Avec MM. Phillips, Bramley, Edwards et leurs compagnons, il n’était resté qu’une vingtaine de cavaliers commandés par un ressaldar (capitaine indigène), lequel répondait de leurs bonnes dispositions. Fréquemment interrogé par M. Edwards sur les causes du mécontentement qui avait poussé les cipayes à la révolte, jamais cet officier ne lui parla des « cartouches graissées » ni des craintes ou scrupules inspirés aux soldats anglo-indiens pour le compte de leur religion. Leurs griefs, selon lui, étaient d’un autre ordre. Ils se plaignaient qu’on eût abrégé la durée des congés, qu’on leur fît payer, contrairement à un de leurs anciens privilèges, la légère taxe du passage à gué, lorsque, rentrant chez eux, ils avaient des rivières à traverser, et aussi les frais de séjour dans les serais établis aux frais de l’état.
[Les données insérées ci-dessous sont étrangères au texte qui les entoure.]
use std::{net::SocketAddr, sync::Arc, time::Duration};

use axum::Router;
use http::HeaderValue;
use tokio::{signal, sync::mpsc};
use tower_http::{
    compression::CompressionLayer,
    cors::{Any, CorsLayer},
    trace::TraceLayer,
};
use tracing::{error, info, warn};

use cinema_api as api;

#[tokio::main]
async fn main() -> Result<(), Box<dyn std::error::Error>> {
    let cfg = api::config::load_config()?;
    api::config::init_tracing(cfg.log_level(), cfg.log_json);

    // Init DB
    let db_pool = api::db::establish_connection_from_app_config(&cfg).await?;
    if cfg.auto_migrate {
        api::db::run_migrations(&db_pool).await.map_err(|e| {
            error!("Failed running migrations: {}", e);
            e
        })?;
    }

    // Init Redis client (construction only; connection checked in health)
    let redis_client = Arc::new(redis::Client::open(cfg.redis_url.clone())?);

    let db_arc = Arc::new(db_pool);
    let cfg = Arc::new(cfg);

    // Init events
    let (event_tx, event_rx) = mpsc::channel(cfg.event_channel_capacity);
    let event_sender = api::events::EventSender::new(event_tx);
    tokio::spawn(api::events::process_events(event_rx));

    // Payment gateway and notification queue
    let gateway: Arc<dyn api::services::PaymentGateway> =
        Arc::new(api::services::HttpPaymentGateway::from_config(&cfg));
    let message_queue: Arc<dyn api::message_queue::MessageQueue> =
        Arc::new(api::message_queue::InMemoryMessageQueue::new());

    // Aggregate app services used by HTTP handlers
    let services = api::handlers::AppServices::new(
        db_arc.clone(),
        Arc::new(event_sender.clone()),
        gateway,
        message_queue,
        cfg.clone(),
    );

    // Periodic reconciliation of orders stuck awaiting payment
    let reconcile_orders = services.orders.clone();
    let reconcile_interval = Duration::from_secs(cfg.reconcile_interval_secs);
    tokio::spawn(async move {
        let mut ticker = tokio::time::interval(reconcile_interval);
        ticker.set_missed_tick_behavior(tokio::time::MissedTickBehavior::Delay);
        loop {
            ticker.tick().await;
            match reconcile_orders.reconcile_stale().await {
                Ok(summary) if summary.examined > 0 => {
                    info!(
                        "Reconciled stale orders: {}/{} resolved",
                        summary.resolved, summary.examined
                    );
                }
                Ok(_) => {}
                Err(e) => warn!("Reconciliation sweep failed: {}", e),
            }
        }
    });

    // Compose shared app state
    let app_state = api::AppState {
        db: db_arc.clone(),
        config: cfg.clone(),
        event_sender,
        services,
        redis: redis_client.clone(),
    };

    // Build CORS layer from config
    let configured_origins: Option<Vec<HeaderValue>> = cfg
        .cors_allowed_origins
        .as_ref()
        .map(|raw| {
            raw.split(',')
                .filter_map(|origin| {
                    let trimmed = origin.trim();
                    if trimmed.is_empty() {
                        None
                    } else {
                        HeaderValue::from_str(trimmed).ok()
                    }
                })
                .collect::<Vec<_>>()
        })
        .filter(|origins| !origins.is_empty());

    let cors_layer = if let Some(origins) = configured_origins {
        CorsLayer::new()
            .allow_origin(origins)
            .allow_methods(Any)
            .allow_headers(Any)
    } else if cfg.should_allow_permissive_cors() {
        info!("Using permissive CORS (development environment or explicit override)");
        CorsLayer::permissive()
    } else {
        error!("Missing CORS configuration; set APP__CORS_ALLOWED_ORIGINS or APP__CORS_ALLOW_ANY_ORIGIN=true");
        return Err(
            "Missing CORS configuration: set APP__CORS_ALLOWED_ORIGINS or APP__CORS_ALLOW_ANY_ORIGIN=true"
                .into(),
        );
    };

    // Build router: root banner + full v1 API + Swagger UI
    let app = Router::<api::AppState>::new()
        .route("/", axum::routing::get(|| async { "cinema-api up" }))
        .nest("/api/v1", api::api_v1_routes())
        .merge(api::openapi::swagger_ui())
        .layer(TraceLayer::new_for_http())
        .layer(CompressionLayer::new())
        .layer(cors_layer)
        .with_state(app_state);

    // Bind and serve
    let addr = SocketAddr::from(([0, 0, 0, 0], cfg.port));
    info!("cinema-api listening on http://{}", addr);
    let listener = tokio::net::TcpListener::bind(addr).await?;

    axum::serve(listener, app.into_make_service())
        .with_graceful_shutdown(shutdown_signal())
        .await?;

    Ok(())
}

async fn shutdown_signal() {
    let ctrl_c = async {
        signal::ctrl_c()
            .await
            .expect("failed to install Ctrl+C handler");
    };

    #[cfg(unix)]
    let terminate = async {
        use tokio::signal::unix::{signal, SignalKind};

        let mut sigterm =
            signal(SignalKind::terminate()).expect("failed to install signal handler");
        sigterm.recv().await;
    };

    #[cfg(not(unix))]
    let terminate = std::future::pending::<()>();

    tokio::select! {
        _ = ctrl_c => {},
        _ = terminate => {},
    }
}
Ils se plaignaient également de ce qu’on les faisait servir trop loin de leurs pays respectifs.

Quelques heures après le départ des cavaliers suspects, un avis anonyme annonçait à M. Phillips que deux cents cipayes se dirigeaient sur Puttialee. D’un autre côté, un messager envoyé, disait-il, par les amis que M. Edwards avait laissés à Budaon venait avertir ce dernier que, cette station étant évacuée par les rebelles, il pouvait y rentrer sans aucun risque. Un appel si direct à sa fermeté officielle le fit hésiter un instant sur le parti qu’il avait à prendre. Il ne fallut rien moins que les remontrances pressantes et les instances réitérées de ses deux collègues pour le confirmer dans sa première résolution. Il ne se doutait pas alors et il apprit seulement plus tard qu’il échappait à un nouveau piège. Le message supposé n’existait pas, et c’étaient les insurgés de Budaon qui le rappelaient ainsi au milieu d’eux, enragés qu’ils étaient d’avoir laissé échapper leur proie.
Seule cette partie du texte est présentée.